This blog post delves into the distinct nature of insomnia, separating it from general sleep disturbances by its impact on daily functioning. It acknowledges the prevalence of insomnia among adults, exploring its potential associations with morbidity and mortality, particularly linked to cardiovascular and psychiatric conditions. The genetic aspect is addressed, debunking misconceptions and clarifying predisposition probabilities.
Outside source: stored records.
use chrono::NaiveDate;
use mealweek_mealplan::{Meal, MealSlot, WeekPlan, week_start_for};
use mealweek_shopping::{ShoppingItem, build_shopping_list};

use crate::storage::KeyValueStore;

/// Storage key for the persisted week plan blob.
pub const PLAN_KEY: &str = "mealPlan";

/// In-memory session over the persisted week plan.
///
/// Owns the current plan, replaces it wholesale through the pure mutation
/// operations, and writes the whole structure back after every change.
/// Persistence is fire-and-forget: a failed write is logged and otherwise
/// ignored, matching the rest of the core where every edge degrades to a
/// no-op rather than an error.
pub struct Planner<S: KeyValueStore> {
    store: S,
    plan: WeekPlan,
}

impl<S: KeyValueStore> Planner<S> {
    /// Load the persisted plan when it covers the week containing `today`;
    /// otherwise discard it, build a fresh empty week and persist that
    /// immediately. Absent and unparsable blobs are treated alike.
    pub fn load(store: S, today: NaiveDate) -> Self {
        let persisted = match store.get(PLAN_KEY) {
            Ok(blob) => blob,
            Err(err) => {
                tracing::warn!(error = %err, "failed to read persisted plan");
                None
            }
        };

        if let Some(blob) = persisted {
            match serde_json::from_str::<WeekPlan>(&blob) {
                Ok(plan) if plan.is_current(today) => {
                    tracing::debug!(week_start = %plan.week_start_date, "reusing persisted plan");
                    return Self { store, plan };
                }
                Ok(plan) => {
                    tracing::debug!(
                        week_start = %plan.week_start_date,
                        "persisted plan covers another week, discarding"
                    );
                }
                Err(err) => {
                    tracing::debug!(error = %err, "persisted plan unparsable, discarding");
                }
            }
        }

        let plan = WeekPlan::new(week_start_for(today));
        let planner = Self { store, plan };
        planner.persist();
        planner
    }

    pub fn plan(&self) -> &WeekPlan {
        &self.plan
    }

    pub fn add_meal(&mut self, date: NaiveDate, meal: Meal) {
        self.plan = self.plan.add_meal(date, meal);
        self.persist();
    }

    pub fn update_meal(&mut self, date: NaiveDate, meal: Meal) {
        self.plan = self.plan.update_meal(date, meal);
        self.persist();
    }

    pub fn delete_meal(&mut self, date: NaiveDate, slot: MealSlot) {
        self.plan = self.plan.without_meal(date, slot);
        self.persist();
    }

    /// Drop the stored entry and reinstall a fresh empty week for `today`.
    pub fn reset(&mut self, today: NaiveDate) {
        if let Err(err) = self.store.remove(PLAN_KEY) {
            tracing::warn!(error = %err, "failed to clear persisted plan");
        }
        self.plan = WeekPlan::new(week_start_for(today));
        self.persist();
    }

    /// The aggregated shopping list, recomputed from the current plan on
    /// every call.
    pub fn shopping_list(&self) -> Vec<ShoppingItem> {
        build_shopping_list(&self.plan.days)
    }

    fn persist(&self) {
        let blob = match serde_json::to_string(&self.plan) {
            Ok(blob) => blob,
            Err(err) => {
                tracing::warn!(error = %err, "failed to serialize week plan");
                return;
            }
        };
        if let Err(err) = self.store.set(PLAN_KEY, &blob) {
            tracing::warn!(error = %err, "failed to persist week plan");
        }
    }
}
Insomnia is considered as a separate condition when unsatisfactory sleep impacts your daytime functioning. Most adults report some degree of insomnia during their life. Insomnia can be in some cases associated with increased morbidity and mortality, which is finally caused by cardiovascular disease and psychiatric disorders. Genetically, unless a family member died of insomnia you are not likely to have any predisposition to this disorder. For the vast majority of people, chronic insomnia will not directly lead to death. It can however lead to increased accidental deaths – for obvious reasons. Sleep deprivation directly affects both psychological and physical functioning.
Risk factors for chronic insomnia include increasing age, being female, psychiatric illness, medical co-morbidities, impaired social relationships, lower socio-economic status, separation from a spouse or partner, and unemployment.
Exercise, cognitive behavior therapy, and relaxation therapy can be effective non-pharmacologic treatments for chronic insomnia. Melatonin is often effective in patients with circadian rhythm sleep disorders and can be considered for use in the short term. Treating insomnia is a specialist area, however, and typically a SleepGP will refer you to a specialist Sleep Physician if you suffer from it.
It is believed that up to 5% of people use medications to aid sleep, and many more use herbal concoctions readily available in pharmacists and health food and supplement stores. The evidence of any material and sustained benefit from these is virtually impossible to find.
Insomnia won’t be cured by sleeping pills—in fact, over the long-term they can actually make insomnia worse. A study at Harvard Medical School found that CBT was more effective at treating chronic insomnia than prescription sleep medication—but without the risks or side effects.Treatment will likely begin with non-pharmacologic therapy, by addressing sleep hygiene issues and exercise.
Treatment starts with a discussion with your GP, and where possible with a SleepGP, however most likely the patient pathway to overcoming insomnia will lead to an appropriately qualified medical specialist, even though it might be supported by other healthcare providers.